**Problem description:** Return the lines from the start of the data through the line with "#[tokio::test]". Include both of those lines and no others.

== Data in this exercise ==

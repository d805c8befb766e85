//! # OS termination signals.
//!
//! [`ShutdownSignal::register`] installs the listeners up front, so a
//! registration failure surfaces at startup instead of after the bar is
//! already running.
//!
//! ## Signals
//! **Unix platforms:** `SIGINT`, `SIGTERM`, `SIGQUIT`.
//!
//! **Other platforms:** `Ctrl-C` via [`tokio::signal::ctrl_c`].

/// Registered termination listeners.
#[cfg(unix)]
pub struct ShutdownSignal {
    sigint: tokio::signal::unix::Signal,
    sigterm: tokio::signal::unix::Signal,
    sigquit: tokio::signal::unix::Signal,
}

#[cfg(unix)]
impl ShutdownSignal {
    /// Installs listeners for every termination signal.
    pub fn register() -> std::io::Result<Self> {
        use tokio::signal::unix::{SignalKind, signal};

        Ok(Self {
            sigint: signal(SignalKind::interrupt())?,
            sigterm: signal(SignalKind::terminate())?,
            sigquit: signal(SignalKind::quit())?,
        })
    }

    /// Completes when any termination signal arrives.
    pub async fn recv(&mut self) {
        tokio::select! {
            _ = self.sigint.recv()  => {},
            _ = self.sigterm.recv() => {},
            _ = self.sigquit.recv() => {},
        }
    }
}

/// Registered termination listeners.
#[cfg(not(unix))]
pub struct ShutdownSignal;

#[cfg(not(unix))]
impl ShutdownSignal {
    /// Nothing to install ahead of time on this platform.
    pub fn register() -> std::io::Result<Self> {
        Ok(Self)
    }

    /// Completes on Ctrl-C.
    pub async fn recv(&mut self) {
        let _ = tokio::signal::ctrl_c().await;
    }
}

#[cfg(all(test, unix))]
mod tests {
    use super::*;
    use std::time::Duration;

    #[tokio::test]
    async fn sigterm_completes_recv() {
        let mut signal = ShutdownSignal::register().unwrap();

        let status = std::process::Command::new("kill")
            .args(["-TERM", &std::process::id().to_string()])
            .status()
            .unwrap();
        assert!(status.success());

        tokio::time::timeout(Duration::from_secs(5), signal.recv())
            .await
            .expect("SIGTERM not observed");
    }
}
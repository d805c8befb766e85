//! # SectionActor: the worker of one section.
//!
//! Each section runs in its own actor, independent of every other section.
//!
//! ## Architecture
//! ```text
//! SectionSpec ──► Supervisor ──► SectionActor::run()
//!
//! loop {
//!   ├─► cancelled? ─────────────────────► exit (no final read/publish)
//!   ├─► source.read(max) ◄─ raced with cancellation (dropped read kills its child)
//!   ├─► store.write(slot, text)
//!   ├─► publish SectionUpdated / SourceFallback
//!   ├─► compositor.publish()  (sink errors are reported, not fatal)
//!   └─► sleep(interval)      ◄─ raced with cancellation
//! }
//! ```
//!
//! ## Rules
//! - Only this actor writes its slot.
//! - A failed read stores the placeholder; the next tick is the retry.
//! - Ticks never overlap within one actor; a slow source only delays itself.

use std::sync::Arc;
use std::time::Duration;

use tokio::{select, time};
use tokio_util::sync::CancellationToken;

use crate::core::compositor::Compositor;
use crate::core::store::SlotStore;
use crate::events::{Bus, Event, EventKind};
use crate::section::SectionSpec;
use crate::sources::{Reading, SourceRef};

/// Why an actor stopped.
#[derive(Debug, Clone, Copy, PartialEq, Eq)]
pub enum ActorExit {
    /// Cancellation observed at a safe point.
    Cancelled,
}

/// Drives one section: read, store, publish, sleep.
pub struct SectionActor {
    /// Position of the section (also its slot index).
    pub slot: usize,
    /// Source of the section text.
    pub source: SourceRef,
    /// Time between the end of one tick and the start of the next.
    pub interval: Duration,
    /// Maximum width of the section text.
    pub max_chars: usize,
    pub store: Arc<SlotStore>,
    pub compositor: Arc<Compositor>,
    pub bus: Bus,
}

impl SectionActor {
    pub fn new(
        slot: usize,
        spec: &SectionSpec,
        max_chars: usize,
        store: Arc<SlotStore>,
        compositor: Arc<Compositor>,
        bus: Bus,
    ) -> Self {
        Self {
            slot,
            source: Arc::clone(spec.source()),
            interval: spec.interval(),
            max_chars,
            store,
            compositor,
            bus,
        }
    }

    /// Runs until `token` is cancelled.
    pub async fn run(self, token: CancellationToken) -> ActorExit {
        self.bus.publish(self.event(EventKind::SectionStarted));

        loop {
            if token.is_cancelled() {
                break;
            }

            let reading = select! {
                biased;
                _ = token.cancelled() => break,
                reading = self.source.read(self.max_chars) => reading,
            };
            self.tick(reading).await;

            let sleep = time::sleep(self.interval);
            tokio::pin!(sleep);
            select! {
                biased;
                _ = token.cancelled() => break,
                _ = &mut sleep => {}
            }
        }

        self.bus.publish(self.event(EventKind::SectionStopped));
        ActorExit::Cancelled
    }

    /// Stores one reading and asks the compositor to publish.
    async fn tick(&self, reading: Reading) {
        let event = match &reading {
            Reading::Fresh(text) => self
                .event(EventKind::SectionUpdated)
                .with_text(text.as_str()),
            Reading::Fallback { text, error } => self
                .event(EventKind::SourceFallback)
                .with_text(text.as_str())
                .with_reason(error.to_string()),
        };

        self.store.write(self.slot, reading.into_text()).await;
        self.bus.publish(event);

        // Failures are already on the bus as PublishFailed.
        let _ = self.compositor.publish().await;
    }

    fn event(&self, kind: EventKind) -> Event {
        Event::new(kind)
            .with_section(self.source.name())
            .with_slot(self.slot)
    }
}
//! In-memory sink.

use std::sync::{Arc, Mutex, MutexGuard};

use super::DisplaySink;
use crate::error::SinkError;

#[derive(Debug, Default)]
struct Record {
    titles: Vec<String>,
    flushes: usize,
    closes: usize,
    fail_next: usize,
}

/// Sink that records every title it receives.
///
/// Keep a [`MemorySinkHandle`] to inspect the record after handing the sink
/// to the supervisor.
#[derive(Debug, Default)]
pub struct MemorySink {
    record: Arc<Mutex<Record>>,
}

/// Read side of a [`MemorySink`].
#[derive(Debug, Clone)]
pub struct MemorySinkHandle {
    record: Arc<Mutex<Record>>,
}

impl MemorySink {
    pub fn new() -> (Self, MemorySinkHandle) {
        let record = Arc::new(Mutex::new(Record::default()));
        let handle = MemorySinkHandle {
            record: Arc::clone(&record),
        };
        (Self { record }, handle)
    }

    fn record(&self) -> MutexGuard<'_, Record> {
        self.record.lock().unwrap_or_else(|p| p.into_inner())
    }
}

impl MemorySinkHandle {
    fn record(&self) -> MutexGuard<'_, Record> {
        self.record.lock().unwrap_or_else(|p| p.into_inner())
    }

    /// Every title set so far, oldest first.
    pub fn titles(&self) -> Vec<String> {
        self.record().titles.clone()
    }

    pub fn last_title(&self) -> Option<String> {
        self.record().titles.last().cloned()
    }

    pub fn flushes(&self) -> usize {
        self.record().flushes
    }

    /// How many times the sink was closed.
    pub fn closes(&self) -> usize {
        self.record().closes
    }

    /// Makes the next `n` calls to `set_title` fail.
    pub fn fail_next(&self, n: usize) {
        self.record().fail_next = n;
    }
}

impl DisplaySink for MemorySink {
    fn name(&self) -> &'static str {
        "memory"
    }

    fn set_title(&mut self, title: &str) -> Result<(), SinkError> {
        let mut rec = self.record();
        if rec.closes > 0 {
            return Err(SinkError::Closed);
        }
        if rec.fail_next > 0 {
            rec.fail_next -= 1;
            return Err(SinkError::Write("injected failure".into()));
        }
        rec.titles.push(title.to_string());
        Ok(())
    }

    fn flush(&mut self) -> Result<(), SinkError> {
        self.record().flushes += 1;
        Ok(())
    }

    fn close(&mut self) {
        self.record().closes += 1;
    }
}

#[cfg(test)]
mod tests {
    use super::*;

    #[test]
    fn records_titles_and_rejects_after_close() {
        let (mut sink, handle) = MemorySink::new();
        sink.set_title("[A]").unwrap();
        sink.flush().unwrap();
        sink.close();

        assert_eq!(handle.titles(), vec!["[A]".to_string()]);
        assert_eq!(handle.flushes(), 1);
        assert_eq!(handle.closes(), 1);
        assert!(matches!(sink.set_title("[B]"), Err(SinkError::Closed)));
    }

    #[test]
    fn injected_failures_are_consumed() {
        let (mut sink, handle) = MemorySink::new();
        handle.fail_next(1);
        assert!(sink.set_title("x").is_err());
        assert!(sink.set_title("y").is_ok());
        assert_eq!(handle.last_title().as_deref(), Some("y"));
    }
}
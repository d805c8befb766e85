//! X11 root window title.
//!
//! Sets `WM_NAME` on the root window, which is what dwm-style window managers
//! draw in their status area (the same property `XStoreName` writes).

use x11rb::connection::Connection;
use x11rb::protocol::xproto::{AtomEnum, PropMode, Window};
use x11rb::rust_connection::RustConnection;
use x11rb::wrapper::ConnectionExt as _;

use super::DisplaySink;
use crate::error::SinkError;

/// Root window title sink over a pure-Rust X11 connection.
pub struct XRootSink {
    conn: Option<RustConnection>,
    root: Window,
}

impl XRootSink {
    /// Connects to `$DISPLAY` (or `display` if given) and resolves the root window.
    pub fn open(display: Option<&str>) -> Result<Self, SinkError> {
        let (conn, screen_num) =
            x11rb::connect(display).map_err(|e| SinkError::Connect(e.to_string()))?;
        let root = conn
            .setup()
            .roots
            .get(screen_num)
            .map(|screen| screen.root)
            .ok_or_else(|| SinkError::Connect(format!("no screen {screen_num}")))?;
        Ok(Self {
            conn: Some(conn),
            root,
        })
    }
}

impl DisplaySink for XRootSink {
    fn name(&self) -> &'static str {
        "xroot"
    }

    fn set_title(&mut self, title: &str) -> Result<(), SinkError> {
        let conn = self.conn.as_ref().ok_or(SinkError::Closed)?;
        conn.change_property8(
            PropMode::REPLACE,
            self.root,
            AtomEnum::WM_NAME,
            AtomEnum::STRING,
            title.as_bytes(),
        )
        .map_err(|e| SinkError::Write(e.to_string()))?;
        Ok(())
    }

    fn flush(&mut self) -> Result<(), SinkError> {
        let conn = self.conn.as_ref().ok_or(SinkError::Closed)?;
        conn.flush().map_err(|e| SinkError::Flush(e.to_string()))
    }

    fn close(&mut self) {
        if let Some(conn) = self.conn.take() {
            let _ = conn.flush();
        }
    }
}
//! # Runtime event bus.
//!
//! Section actors, the compositor and the supervisor all report through one
//! [`Bus`]. The supervisor keeps a single receiver that feeds the subscriber
//! set; tests may attach their own.
//!
//! ```text
//! SectionActor[0..N] ─┐
//! Compositor        ──┼──► Bus ──► subscriber_listener ──► SubscriberSet
//! Supervisor        ──┘
//! ```
//!
//! Publishing never waits. The channel keeps the last `capacity` events; a
//! receiver that falls behind skips ahead (`RecvError::Lagged`), and events
//! sent while nobody listens are gone.

use tokio::sync::broadcast;

use super::event::Event;

/// Cloneable handle to the event channel.
#[derive(Clone, Debug)]
pub struct Bus {
    tx: broadcast::Sender<Event>,
}

impl Bus {
    /// Creates a bus keeping up to `capacity` undelivered events (at least 1).
    pub fn new(capacity: usize) -> Self {
        let capacity = capacity.max(1);
        let (tx, _rx) = broadcast::channel::<Event>(capacity);
        Self { tx }
    }

    /// Sends `ev` to every current receiver.
    pub fn publish(&self, ev: Event) {
        let _ = self.tx.send(ev);
    }

    /// Attaches a receiver; it sees events published from now on.
    pub fn subscribe(&self) -> broadcast::Receiver<Event> {
        self.tx.subscribe()
    }
}
//! # Event subscribers for the rootbar runtime.
//!
//! This module provides the [`Subscribe`] trait, the [`SubscriberSet`] fan-out
//! and the built-in [`LogWriter`] that turns runtime events into `tracing` output.
//!
//! ## Architecture
//! ```text
//! SectionActor ── publish(Event) ──► Bus ──► Supervisor listener ──► SubscriberSet::emit
//! Compositor   ──┘                                                   │
//!                                                      ┌─────────────┼─────────────┐
//!                                                      ▼             ▼             ▼
//!                                                  LogWriter      custom ...    custom ...
//! ```

mod log;
mod set;
mod subscriber;

pub use log::LogWriter;
pub use set::SubscriberSet;
pub use subscriber::Subscribe;
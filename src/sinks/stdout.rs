//! Line-per-update sink on standard output.

use std::io::{self, Write};

use super::DisplaySink;
use crate::error::SinkError;

/// Writes each composed bar as one line, for status-line pipes.
pub struct StdoutSink<W: Write + Send + 'static = io::Stdout> {
    out: Option<W>,
}

impl StdoutSink {
    pub fn new() -> Self {
        Self::with_writer(io::stdout())
    }
}

impl Default for StdoutSink {
    fn default() -> Self {
        Self::new()
    }
}

impl<W: Write + Send + 'static> StdoutSink<W> {
    pub fn with_writer(out: W) -> Self {
        Self { out: Some(out) }
    }
}

impl<W: Write + Send + 'static> DisplaySink for StdoutSink<W> {
    fn name(&self) -> &'static str {
        "stdout"
    }

    fn set_title(&mut self, title: &str) -> Result<(), SinkError> {
        let out = self.out.as_mut().ok_or(SinkError::Closed)?;
        writeln!(out, "{title}")?;
        Ok(())
    }

    fn flush(&mut self) -> Result<(), SinkError> {
        let out = self.out.as_mut().ok_or(SinkError::Closed)?;
        out.flush().map_err(|e| SinkError::Flush(e.to_string()))
    }

    fn close(&mut self) {
        if let Some(mut out) = self.out.take() {
            let _ = out.flush();
        }
    }
}
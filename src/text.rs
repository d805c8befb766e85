//! # Bounded section text.
//!
//! [`SectionText`] is the only value a slot ever holds. Its constructors
//! enforce two rules at the source boundary, so nothing downstream has to:
//!
//! - text is cut at the **first** newline (anything after it is dropped);
//! - text never exceeds the section's maximum width, counted in characters.
//!
//! Truncation always happens on a `char` boundary.

use std::fmt;
use std::sync::Arc;

/// Default maximum width of one section, in characters.
pub const DEFAULT_SECTION_MAX_CHARS: usize = 64;

/// Immutable, length-checked text of one section.
///
/// Cheap to clone (`Arc<str>`), so snapshots of the slot store do not copy strings.
#[derive(Clone, PartialEq, Eq, Hash)]
pub struct SectionText(Arc<str>);

impl SectionText {
    /// Builds section text from raw output, cut at the first newline and
    /// truncated to `max_chars`.
    pub fn new(raw: &str, max_chars: usize) -> Self {
        Self(truncate(first_line(raw), max_chars).into())
    }

    /// Wraps `inner` in brackets, reserving room for them inside `max_chars`.
    ///
    /// ```
    /// use rootbar::SectionText;
    ///
    /// assert_eq!(SectionText::bracketed("My Song\n", 64).as_str(), "[My Song]");
    /// assert_eq!(SectionText::bracketed("abcdef", 5).as_str(), "[abc]");
    /// ```
    pub fn bracketed(inner: &str, max_chars: usize) -> Self {
        if max_chars < 2 {
            return Self::new("[]", max_chars);
        }
        let inner = truncate(first_line(inner), max_chars - 2);
        Self(format!("[{inner}]").into())
    }

    /// Text of a slot that has not been written yet.
    pub fn empty() -> Self {
        Self(Arc::from(""))
    }

    /// Borrow the text.
    #[inline]
    pub fn as_str(&self) -> &str {
        &self.0
    }

    /// Width in characters.
    #[inline]
    pub fn char_len(&self) -> usize {
        self.0.chars().count()
    }

    #[inline]
    pub fn is_empty(&self) -> bool {
        self.0.is_empty()
    }
}

impl Default for SectionText {
    fn default() -> Self {
        Self::empty()
    }
}

impl fmt::Debug for SectionText {
    fn fmt(&self, f: &mut fmt::Formatter<'_>) -> fmt::Result {
        fmt::Debug::fmt(&*self.0, f)
    }
}

impl fmt::Display for SectionText {
    fn fmt(&self, f: &mut fmt::Formatter<'_>) -> fmt::Result {
        f.write_str(&self.0)
    }
}

impl AsRef<str> for SectionText {
    fn as_ref(&self) -> &str {
        &self.0
    }
}

fn first_line(raw: &str) -> &str {
    match raw.find('\n') {
        Some(pos) => &raw[..pos],
        None => raw,
    }
}

fn truncate(s: &str, max_chars: usize) -> &str {
    match s.char_indices().nth(max_chars) {
        Some((byte_idx, _)) => &s[..byte_idx],
        None => s,
    }
}

#[cfg(test)]
mod tests {
    use super::*;

    #[test]
    fn cuts_at_first_newline_only() {
        let t = SectionText::new("first\nsecond\nthird", 64);
        assert_eq!(t.as_str(), "first");
    }

    #[test]
    fn overlong_output_is_truncated() {
        let raw = "x".repeat(500);
        let t = SectionText::bracketed(&raw, DEFAULT_SECTION_MAX_CHARS);
        assert_eq!(t.char_len(), DEFAULT_SECTION_MAX_CHARS);
        assert!(t.as_str().starts_with('['));
        assert!(t.as_str().ends_with(']'));
    }

    #[test]
    fn truncation_respects_char_boundaries() {
        let t = SectionText::new("ééééé", 3);
        assert_eq!(t.as_str(), "ééé");
        let t = SectionText::bracketed("日本語の曲", 4);
        assert_eq!(t.as_str(), "[日本]");
    }

    #[test]
    fn tiny_width_never_overflows() {
        for max in 0..4 {
            let t = SectionText::bracketed("anything", max);
            assert!(t.char_len() <= max, "max={max} got {t:?}");
        }
    }

    #[test]
    fn empty_is_default() {
        assert!(SectionText::default().is_empty());
        assert_eq!(SectionText::empty().char_len(), 0);
    }
}
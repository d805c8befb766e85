//! # Display sinks.
//!
//! A [`DisplaySink`] shows the composed bar. The compositor is the only
//! caller: it calls [`set_title`](DisplaySink::set_title) followed by
//! [`flush`](DisplaySink::flush) once per publish, and
//! [`close`](DisplaySink::close) exactly once at shutdown.
//!
//! | Sink           | Output                                         |
//! |----------------|------------------------------------------------|
//! | [`XRootSink`]  | `WM_NAME` of the X11 root window (feature `x11`) |
//! | [`StdoutSink`] | one line per publish on standard output        |
//! | [`MemorySink`] | in-memory record, for tests and embedding      |

mod memory;
mod stdout;
#[cfg(feature = "x11")]
mod xroot;

use crate::error::SinkError;

pub use memory::{MemorySink, MemorySinkHandle};
pub use stdout::StdoutSink;
#[cfg(feature = "x11")]
pub use xroot::XRootSink;

/// Facility that shows the composed bar.
pub trait DisplaySink: Send + 'static {
    /// Short name used in logs.
    fn name(&self) -> &'static str;

    /// Replaces the displayed title.
    fn set_title(&mut self, title: &str) -> Result<(), SinkError>;

    /// Pushes buffered output to the display.
    fn flush(&mut self) -> Result<(), SinkError>;

    /// Releases the connection. Called once; later calls must be no-ops.
    fn close(&mut self) {}
}

impl<S: DisplaySink + ?Sized> DisplaySink for Box<S> {
    fn name(&self) -> &'static str {
        (**self).name()
    }

    fn set_title(&mut self, title: &str) -> Result<(), SinkError> {
        (**self).set_title(title)
    }

    fn flush(&mut self) -> Result<(), SinkError> {
        (**self).flush()
    }

    fn close(&mut self) {
        (**self).close()
    }
}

===

**Result of the exercise:**
repository d805c8befb766e85
//! # OS termination signals.
//!
//! [`ShutdownSignal::register`] installs the listeners up front, so a
//! registration failure surfaces at startup instead of after the bar is
//! already running.
//!
//! ## Signals
//! **Unix platforms:** `SIGINT`, `SIGTERM`, `SIGQUIT`.
//!
//! **Other platforms:** `Ctrl-C` via [`tokio::signal::ctrl_c`].

/// Registered termination listeners.
#[cfg(unix)]
pub struct ShutdownSignal {
    sigint: tokio::signal::unix::Signal,
    sigterm: tokio::signal::unix::Signal,
    sigquit: tokio::signal::unix::Signal,
}

#[cfg(unix)]
impl ShutdownSignal {
    /// Installs listeners for every termination signal.
    pub fn register() -> std::io::Result<Self> {
        use tokio::signal::unix::{SignalKind, signal};

        Ok(Self {
            sigint: signal(SignalKind::interrupt())?,
            sigterm: signal(SignalKind::terminate())?,
            sigquit: signal(SignalKind::quit())?,
        })
    }

    /// Completes when any termination signal arrives.
    pub async fn recv(&mut self) {
        tokio::select! {
            _ = self.sigint.recv()  => {},
            _ = self.sigterm.recv() => {},
            _ = self.sigquit.recv() => {},
        }
    }
}

/// Registered termination listeners.
#[cfg(not(unix))]
pub struct ShutdownSignal;

#[cfg(not(unix))]
impl ShutdownSignal {
    /// Nothing to install ahead of time on this platform.
    pub fn register() -> std::io::Result<Self> {
        Ok(Self)
    }

    /// Completes on Ctrl-C.
    pub async fn recv(&mut self) {
        let _ = tokio::signal::ctrl_c().await;
    }
}

#[cfg(all(test, unix))]
mod tests {
    use super::*;
    use std::time::Duration;

    #[tokio::test]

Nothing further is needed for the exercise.